Remember, we still have to factor in all the extra costs like stamp duties, agent fees, levy, etc — all of which eats away your profit.

Alternative to Condos

Throughout my years as a real estate consultant, “space” was and is a huge priority for many growing families.

That’s why upgrading from a 4/5 Room HDB flat to a 3-Bedder condo could feel like a downgrade for many families due to the smaller space in condos.

The remaining alternative would be:

  • HDB Executive Apartments
  • HDB Executive Maisonettes
  • HDB 5-Room flats

However, if you and your spouse is below 40 and do NOT intend to stay in this new property all the way until both of you pass on…

You might want to avoid HDB Executive Apartments and Maisonettes

Here’s why:

Let’s say you and your spouse (both 35 years old) choose to buy into an Executive Maisonette @ Bukit Batok for $900K.

This unit probably have 60 years of lease left.

The benefit is that your family now has tons of space! Your kids and maid all have their own rooms, which they grow up comfortably in for the next 20 years.

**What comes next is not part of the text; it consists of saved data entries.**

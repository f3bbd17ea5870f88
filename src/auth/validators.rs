//! Username and password rules shared by sign-up, sign-in and the CLI
//! strength meter

use std::sync::LazyLock;

use regex::Regex;

/// Minimum password length
pub const MIN_PASSWORD_LEN: usize = 8;

/// Character classes a password must mix
pub const REQUIRED_CLASSES: u8 = 3;

/// Local part, `@`, a dotted domain and a top-level segment of 2+ characters
static EMAIL: LazyLock<Regex> =
    LazyLock::new(|| Regex::new(r"^[^\s@]+@[^\s@]+\.[^\s@]{2,}$").unwrap());

/// Is this an email-shaped username (after trimming)?
pub fn is_valid_email(username: &str) -> bool {
    let trimmed = username.trim();
    EMAIL.is_match(trimmed)
}

/// Lowercased, trimmed form used as the credential key
pub fn normalize_username(username: &str) -> String {
    username.trim().to_lowercase()
}

/// Outcome of [`validate_password`]
#[derive(Debug, Clone, PartialEq, Eq)]
pub struct PasswordCheck {
    pub valid: bool,
    /// Character classes present, 0..=4 (0 when too short)
    pub score: u8,
    /// Why the password was rejected
    pub message: Option<String>,
}

/// Check a password's length and character-class mix
///
/// Passwords shorter than [`MIN_PASSWORD_LEN`] score 0 regardless of
/// content. Otherwise the score counts lowercase, uppercase, digit and
/// "other" (non-ASCII-alphanumeric) characters, and at least
/// [`REQUIRED_CLASSES`] of them are needed.
pub fn validate_password(password: &str) -> PasswordCheck {
    if password.chars().count() < MIN_PASSWORD_LEN {
        return PasswordCheck {
            valid: false,
            score: 0,
            message: Some(format!(
                "Password must be at least {} characters",
                MIN_PASSWORD_LEN
            )),
        };
    }

    let classes = [
        password.chars().any(|c| c.is_ascii_lowercase()),
        password.chars().any(|c| c.is_ascii_uppercase()),
        password.chars().any(|c| c.is_ascii_digit()),
        password.chars().any(|c| !c.is_ascii_alphanumeric()),
    ];
    let score = classes.iter().filter(|present| **present).count() as u8;

    if score < REQUIRED_CLASSES {
        return PasswordCheck {
            valid: false,
            score,
            message: Some(
                concat!(
                    "Password should include at least three of: ",
                    "lowercase, uppercase, number, special character"
                )
                .to_string(),
            ),
        };
    }

    PasswordCheck {
        valid: true,
        score,
        message: None,
    }
}

/// Label for the strength meter
pub fn strength_label(score: u8) -> &'static str {
    match score {
        0 | 1 => "Very weak",
        2 => "Weak",
        3 => "Good",
        _ => "Strong",
    }
}

#[cfg(test)]
mod tests {
    use super::*;

    #[test]
    fn test_valid_emails() {
        for email in ["a@b.co", "  first.last@example.com  ", "x+tag@mail.example.org"] {
            assert!(is_valid_email(email), "{}", email);
        }
    }

    #[test]
    fn test_invalid_emails() {
        for email in [
            "",
            "not-an-email",
            "a@b",
            "a@b.c",
            "@b.com",
            "a@.com",
            "a b@c.com",
            "a@b@c.com",
            "a@b.c m",
        ] {
            assert!(!is_valid_email(email), "{}", email);
        }
    }

    #[test]
    fn test_normalize_username() {
        assert_eq!(normalize_username("  A@B.com "), "a@b.com");
    }

    #[test]
    fn test_short_password_scores_zero() {
        let check = validate_password("short");
        assert!(!check.valid);
        assert_eq!(check.score, 0);

        // Even a mix of every class is zero while too short
        let check = validate_password("aA1!");
        assert_eq!(check.score, 0);
        assert!(check.message.unwrap().contains("at least 8"));
    }

    #[test]
    fn test_four_classes() {
        let check = validate_password("Aa1!aaaa");
        assert!(check.valid);
        assert_eq!(check.score, 4);
        assert!(check.message.is_none());
    }

    #[test]
    fn test_three_classes_pass() {
        let check = validate_password("Password1");
        assert!(check.valid);
        assert_eq!(check.score, 3);
    }

    #[test]
    fn test_two_classes_fail_with_score() {
        let check = validate_password("password1");
        assert!(!check.valid);
        assert_eq!(check.score, 2);
        assert!(check.message.is_some());

        assert_eq!(validate_password("aaaaaaaa").score, 1);
    }

    #[test]
    fn test_non_ascii_counts_as_special() {
        let check = validate_password("passwörd1");
        assert_eq!(check.score, 3);
    }

    #[test]
    fn test_strength_labels() {
        assert_eq!(strength_label(0), "Very weak");
        assert_eq!(strength_label(1), "Very weak");
        assert_eq!(strength_label(2), "Weak");
        assert_eq!(strength_label(3), "Good");
        assert_eq!(strength_label(4), "Strong");
    }
}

The problem comes after that.

The house would feel too big and empty after your kids move out, so you choose to sell and downgrade to a smaller flat.

But with 35 years of lease left, you’ll have a much harder time selling the flat.

(It’s still possible, but you’ll likely have to sell it for a LOT cheaper than the $900K you paid).

After all, would you pay $900K for a flat with only 35 years left?

You’ll realise that it’s not worth selling the flat anymore due to the low price.

Essentially, that property will be you and your spouse’s retirement home, with 0 capital gains from the property.

That’s why younger couples/families shouldn’t go for EA/EMs

Your wealth would be stuck in a property that you cannot liquidate.

However, if you’re okay with that EA/EM being your forever home…

…and you are perfectly okay with your property not preserving your wealth (it will be a depreciating asset), then you can ignore what I just said.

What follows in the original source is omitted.